## TASK INPUT:
........

//! In-memory stand-ins for the external services, with fault switches.

use std::collections::HashMap;
use std::sync::atomic::{AtomicBool, AtomicUsize, Ordering};
use std::sync::{Arc, Mutex};
use std::time::Duration;

use async_trait::async_trait;
use bytes::Bytes;
use chrono::{DateTime, Utc};
use lopdf::{dictionary, Document, Object, Stream};
use uuid::Uuid;

use crate::config::{Config, DEFAULT_MAX_UPLOAD_BYTES};
use crate::errors::AppError;
use crate::mailer::{EmailError, Mailer};
use crate::models::{
    EventRecord, NewEvent, NewNotification, NewSubmission, NotificationRecord, SubmissionRecord,
    User,
};
use crate::state::AppState;
use crate::storage::{object_url, ObjectStore, StoredObject};
use crate::store::DocumentStore;

pub const PUBLIC_URL: &str = "https://resumes.s3.us-east-1.amazonaws.com";

#[derive(Default)]
pub struct MemoryObjectStore {
    objects: Mutex<HashMap<String, (Bytes, String)>>,
    puts: AtomicUsize,
    deletes: AtomicUsize,
    fail_puts: AtomicBool,
    fail_deletes: AtomicBool,
}

impl MemoryObjectStore {
    pub fn fail_puts(&self, fail: bool) {
        self.fail_puts.store(fail, Ordering::SeqCst);
    }

    pub fn fail_deletes(&self, fail: bool) {
        self.fail_deletes.store(fail, Ordering::SeqCst);
    }

    pub fn put_calls(&self) -> usize {
        self.puts.load(Ordering::SeqCst)
    }

    pub fn delete_calls(&self) -> usize {
        self.deletes.load(Ordering::SeqCst)
    }

    pub fn contains(&self, key: &str) -> bool {
        self.objects.lock().unwrap().contains_key(key)
    }

    pub fn is_empty(&self) -> bool {
        self.objects.lock().unwrap().is_empty()
    }

    pub fn content_type(&self, key: &str) -> Option<String> {
        self.objects
            .lock()
            .unwrap()
            .get(key)
            .map(|(_, ct)| ct.clone())
    }

    pub fn insert_raw(&self, key: &str, body: &[u8]) {
        self.objects.lock().unwrap().insert(
            key.to_string(),
            (Bytes::copy_from_slice(body), "application/octet-stream".into()),
        );
    }
}

#[async_trait]
impl ObjectStore for MemoryObjectStore {
    async fn put(
        &self,
        key: &str,
        body: Bytes,
        content_type: &str,
    ) -> Result<StoredObject, AppError> {
        self.puts.fetch_add(1, Ordering::SeqCst);
        if self.fail_puts.load(Ordering::SeqCst) {
            return Err(AppError::Storage("injected put failure".into()));
        }
        self.objects
            .lock()
            .unwrap()
            .insert(key.to_string(), (body, content_type.to_string()));
        Ok(StoredObject {
            key: key.to_string(),
            url: object_url(PUBLIC_URL, key),
        })
    }

    async fn get(&self, key: &str) -> Result<Bytes, AppError> {
        self.objects
            .lock()
            .unwrap()
            .get(key)
            .map(|(body, _)| body.clone())
            .ok_or_else(|| AppError::Storage(format!("no object under {key}")))
    }

    async fn delete(&self, key: &str) -> Result<(), AppError> {
        self.deletes.fetch_add(1, Ordering::SeqCst);
        if self.fail_deletes.load(Ordering::SeqCst) {
            return Err(AppError::Storage("injected delete failure".into()));
        }
        self.objects.lock().unwrap().remove(key);
        Ok(())
    }
}

#[derive(Default)]
pub struct MemoryDocumentStore {
    submissions: Mutex<Vec<SubmissionRecord>>,
    events: Mutex<Vec<EventRecord>>,
    notifications: Mutex<Vec<NotificationRecord>>,
    users: Mutex<Vec<User>>,
    writes: AtomicUsize,
    fail_submission_inserts: AtomicBool,
    timeout_submission_inserts: AtomicBool,
    commit_then_timeout: AtomicBool,
    fail_notification_inserts: AtomicBool,
    fail_reads: AtomicBool,
}

impl MemoryDocumentStore {
    pub fn fail_submission_inserts(&self, fail: bool) {
        self.fail_submission_inserts.store(fail, Ordering::SeqCst);
    }

    /// Submission inserts time out without writing the row.
    pub fn timeout_submission_inserts(&self, on: bool) {
        self.timeout_submission_inserts.store(on, Ordering::SeqCst);
    }

    /// Submission inserts write the row, then report a timeout.
    pub fn commit_then_timeout(&self, on: bool) {
        self.commit_then_timeout.store(on, Ordering::SeqCst);
    }

    pub fn fail_notification_inserts(&self, fail: bool) {
        self.fail_notification_inserts.store(fail, Ordering::SeqCst);
    }

    pub fn fail_reads(&self, fail: bool) {
        self.fail_reads.store(fail, Ordering::SeqCst);
    }

    /// Inserts and deletes that reached the store.
    pub fn write_calls(&self) -> usize {
        self.writes.load(Ordering::SeqCst)
    }

    pub fn add_user(&self, email: &str) -> User {
        let user = User {
            id: Uuid::new_v4(),
            email: email.to_string(),
            name: None,
            created_at: Utc::now(),
        };
        self.users.lock().unwrap().push(user.clone());
        user
    }

    pub fn notifications(&self) -> Vec<NotificationRecord> {
        self.notifications.lock().unwrap().clone()
    }

    pub fn submissions(&self) -> Vec<SubmissionRecord> {
        self.submissions.lock().unwrap().clone()
    }

    fn check_read(&self) -> Result<(), AppError> {
        if self.fail_reads.load(Ordering::SeqCst) {
            return Err(AppError::Database(sqlx::Error::PoolTimedOut));
        }
        Ok(())
    }

    fn wrote(&self) {
        self.writes.fetch_add(1, Ordering::SeqCst);
    }
}

fn remove_by<T>(rows: &Mutex<Vec<T>>, pred: impl Fn(&T) -> bool) -> bool {
    let mut rows = rows.lock().unwrap();
    let before = rows.len();
    rows.retain(|r| !pred(r));
    rows.len() != before
}

#[async_trait]
impl DocumentStore for MemoryDocumentStore {
    async fn insert_submission(&self, new: NewSubmission) -> Result<SubmissionRecord, AppError> {
        self.wrote();
        if self.fail_submission_inserts.load(Ordering::SeqCst) {
            return Err(AppError::Database(sqlx::Error::PoolTimedOut));
        }
        if self.timeout_submission_inserts.load(Ordering::SeqCst) {
            return Err(AppError::Timeout("database"));
        }
        let record = SubmissionRecord {
            id: Uuid::new_v4(),
            name: new.name,
            email: new.email,
            resume_url: new.resume_url,
            storage_key: new.storage_key,
            original_filename: new.original_filename,
            created_at: Utc::now(),
        };
        self.submissions.lock().unwrap().push(record.clone());
        if self.commit_then_timeout.load(Ordering::SeqCst) {
            return Err(AppError::Timeout("database"));
        }
        Ok(record)
    }

    async fn list_submissions(&self) -> Result<Vec<SubmissionRecord>, AppError> {
        self.check_read()?;
        Ok(self.submissions())
    }

    async fn find_submission(&self, id: Uuid) -> Result<Option<SubmissionRecord>, AppError> {
        self.check_read()?;
        Ok(self.submissions().into_iter().find(|s| s.id == id))
    }

    async fn find_submission_by_storage_key(
        &self,
        storage_key: &str,
    ) -> Result<Option<SubmissionRecord>, AppError> {
        self.check_read()?;
        Ok(self
            .submissions()
            .into_iter()
            .find(|s| s.storage_key == storage_key))
    }

    async fn delete_submission(&self, id: Uuid) -> Result<bool, AppError> {
        self.wrote();
        Ok(remove_by(&self.submissions, |s| s.id == id))
    }

    async fn insert_event(&self, new: NewEvent) -> Result<EventRecord, AppError> {
        self.wrote();
        let record = EventRecord {
            id: Uuid::new_v4(),
            title: new.title,
            date: new.date,
            location: new.location,
            description: new.description,
            owner_id: new.owner_id,
            created_at: Utc::now(),
        };
        self.events.lock().unwrap().push(record.clone());
        Ok(record)
    }

    async fn list_events(&self) -> Result<Vec<EventRecord>, AppError> {
        self.check_read()?;
        Ok(self.events.lock().unwrap().clone())
    }

    async fn list_events_between(
        &self,
        from: DateTime<Utc>,
        to: DateTime<Utc>,
    ) -> Result<Vec<EventRecord>, AppError> {
        self.check_read()?;
        let mut rows: Vec<_> = self
            .events
            .lock()
            .unwrap()
            .iter()
            .filter(|e| e.date >= from && e.date < to)
            .cloned()
            .collect();
        rows.sort_by_key(|e| e.date);
        Ok(rows)
    }

    async fn find_event(&self, id: Uuid) -> Result<Option<EventRecord>, AppError> {
        self.check_read()?;
        Ok(self.events.lock().unwrap().iter().find(|e| e.id == id).cloned())
    }

    async fn delete_event(&self, id: Uuid) -> Result<bool, AppError> {
        self.wrote();
        Ok(remove_by(&self.events, |e| e.id == id))
    }

    async fn insert_notification(
        &self,
        new: NewNotification,
    ) -> Result<NotificationRecord, AppError> {
        self.wrote();
        if self.fail_notification_inserts.load(Ordering::SeqCst) {
            return Err(AppError::Database(sqlx::Error::PoolTimedOut));
        }
        let record = NotificationRecord {
            id: Uuid::new_v4(),
            recipient_id: new.recipient_id,
            message: new.message,
            storage_key: new.storage_key,
            created_at: Utc::now(),
        };
        self.notifications.lock().unwrap().push(record.clone());
        Ok(record)
    }

    async fn list_notifications(&self) -> Result<Vec<NotificationRecord>, AppError> {
        self.check_read()?;
        Ok(self.notifications())
    }

    async fn find_notification(&self, id: Uuid) -> Result<Option<NotificationRecord>, AppError> {
        self.check_read()?;
        Ok(self.notifications().into_iter().find(|n| n.id == id))
    }

    async fn delete_notification(&self, id: Uuid) -> Result<bool, AppError> {
        self.wrote();
        Ok(remove_by(&self.notifications, |n| n.id == id))
    }

    async fn list_users(&self) -> Result<Vec<User>, AppError> {
        self.check_read()?;
        Ok(self.users.lock().unwrap().clone())
    }

    async fn find_user(&self, id: Uuid) -> Result<Option<User>, AppError> {
        self.check_read()?;
        Ok(self.users.lock().unwrap().iter().find(|u| u.id == id).cloned())
    }
}

#[derive(Debug, Clone, PartialEq, Eq)]
pub struct SentEmail {
    pub to: String,
    pub subject: String,
    pub body: String,
}

#[derive(Default)]
pub struct RecordingMailer {
    sent: Mutex<Vec<SentEmail>>,
    attempts: AtomicUsize,
    fail: AtomicBool,
}

impl RecordingMailer {
    pub fn fail(&self, fail: bool) {
        self.fail.store(fail, Ordering::SeqCst);
    }

    pub fn sent(&self) -> Vec<SentEmail> {
        self.sent.lock().unwrap().clone()
    }

    pub fn attempts(&self) -> usize {
        self.attempts.load(Ordering::SeqCst)
    }
}

#[async_trait]
impl Mailer for RecordingMailer {
    async fn send(&self, to: &str, subject: &str, body: &str) -> Result<(), EmailError> {
        self.attempts.fetch_add(1, Ordering::SeqCst);
        if self.fail.load(Ordering::SeqCst) {
            return Err(EmailError::Send("injected mail failure".into()));
        }
        self.sent.lock().unwrap().push(SentEmail {
            to: to.to_string(),
            subject: subject.to_string(),
            body: body.to_string(),
        });
        Ok(())
    }
}

/// Never answers; every send outlives any sensible timeout.
pub struct HangingMailer;

#[async_trait]
impl Mailer for HangingMailer {
    async fn send(&self, _to: &str, _subject: &str, _body: &str) -> Result<(), EmailError> {
        tokio::time::sleep(Duration::from_secs(3600)).await;
        Ok(())
    }
}

pub fn test_config() -> Config {
    Config {
        database_url: "postgres://localhost/test".into(),
        s3_bucket: "resumes".into(),
        s3_region: "us-east-1".into(),
        s3_endpoint: None,
        s3_public_url: PUBLIC_URL.into(),
        aws_access_key_id: "test".into(),
        aws_secret_access_key: "test".into(),
        smtp: None,
        mail_from: "Resume Desk <no-reply@example.com>".into(),
        max_upload_bytes: DEFAULT_MAX_UPLOAD_BYTES,
        io_timeout: Duration::from_secs(5),
        reminders_enabled: false,
        port: 0,
        rust_log: "debug".into(),
    }
}

/// Handles to the doubles behind a test `AppState`.
pub struct Harness {
    pub state: AppState,
    pub objects: Arc<MemoryObjectStore>,
    pub documents: Arc<MemoryDocumentStore>,
    pub mailer: Arc<RecordingMailer>,
}

pub fn harness() -> Harness {
    let objects = Arc::new(MemoryObjectStore::default());
    let documents = Arc::new(MemoryDocumentStore::default());
    let mailer = Arc::new(RecordingMailer::default());
    let state = AppState::new(
        objects.clone(),
        documents.clone(),
        mailer.clone(),
        test_config(),
    );
    Harness {
        state,
        objects,
        documents,
        mailer,
    }
}

/// A small, valid one-page PDF.
pub fn sample_pdf() -> Vec<u8> {
    let mut doc = Document::with_version("1.5");
    let pages_id = doc.new_object_id();
    let font_id = doc.add_object(dictionary! {
        "Type" => "Font",
        "Subtype" => "Type1",
        "BaseFont" => "Helvetica",
    });
    let resources_id = doc.add_object(dictionary! {
        "Font" => dictionary! { "F1" => font_id },
    });
    let text = "BT /F1 12 Tf 72 720 Td (Jane Doe - Software Engineer) Tj ET\n".repeat(20);
    let content_id = doc.add_object(Stream::new(dictionary! {}, text.into_bytes()));
    let page_id = doc.add_object(dictionary! {
        "Type" => "Page",
        "Parent" => pages_id,
        "Contents" => content_id,
    });
    let pages = dictionary! {
        "Type" => "Pages",
        "Kids" => vec![page_id.into()],
        "Count" => 1,
        "Resources" => resources_id,
        "MediaBox" => vec![0.into(), 0.into(), 612.into(), 792.into()],
    };
    doc.objects.insert(pages_id, Object::Dictionary(pages));
    let catalog_id = doc.add_object(dictionary! {
        "Type" => "Catalog",
        "Pages" => pages_id,
    });
    doc.trailer.set("Root", catalog_id);

    let mut out = Vec::new();
    doc.save_to(&mut out).expect("sample pdf serialises");
    out
}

........

## TASK INSTRUCTIONS:
Could you restate word for word the lines above from the one containing "async fn list_events(&self)" through the one containing "let record = NotificationRecord", both included, and nothing else?

## FINAL ANSWER:
    async fn list_events(&self) -> Result<Vec<EventRecord>, AppError> {
        self.check_read()?;
        Ok(self.events.lock().unwrap().clone())
    }

    async fn list_events_between(
        &self,
        from: DateTime<Utc>,
        to: DateTime<Utc>,
    ) -> Result<Vec<EventRecord>, AppError> {
        self.check_read()?;
        let mut rows: Vec<_> = self
            .events
            .lock()
            .unwrap()
            .iter()
            .filter(|e| e.date >= from && e.date < to)
            .cloned()
            .collect();
        rows.sort_by_key(|e| e.date);
        Ok(rows)
    }

    async fn find_event(&self, id: Uuid) -> Result<Option<EventRecord>, AppError> {
        self.check_read()?;
        Ok(self.events.lock().unwrap().iter().find(|e| e.id == id).cloned())
    }

    async fn delete_event(&self, id: Uuid) -> Result<bool, AppError> {
        self.wrote();
        Ok(remove_by(&self.events, |e| e.id == id))
    }

    async fn insert_notification(
        &self,
        new: NewNotification,
    ) -> Result<NotificationRecord, AppError> {
        self.wrote();
        if self.fail_notification_inserts.load(Ordering::SeqCst) {
            return Err(AppError::Database(sqlx::Error::PoolTimedOut));
        }
        let record = NotificationRecord {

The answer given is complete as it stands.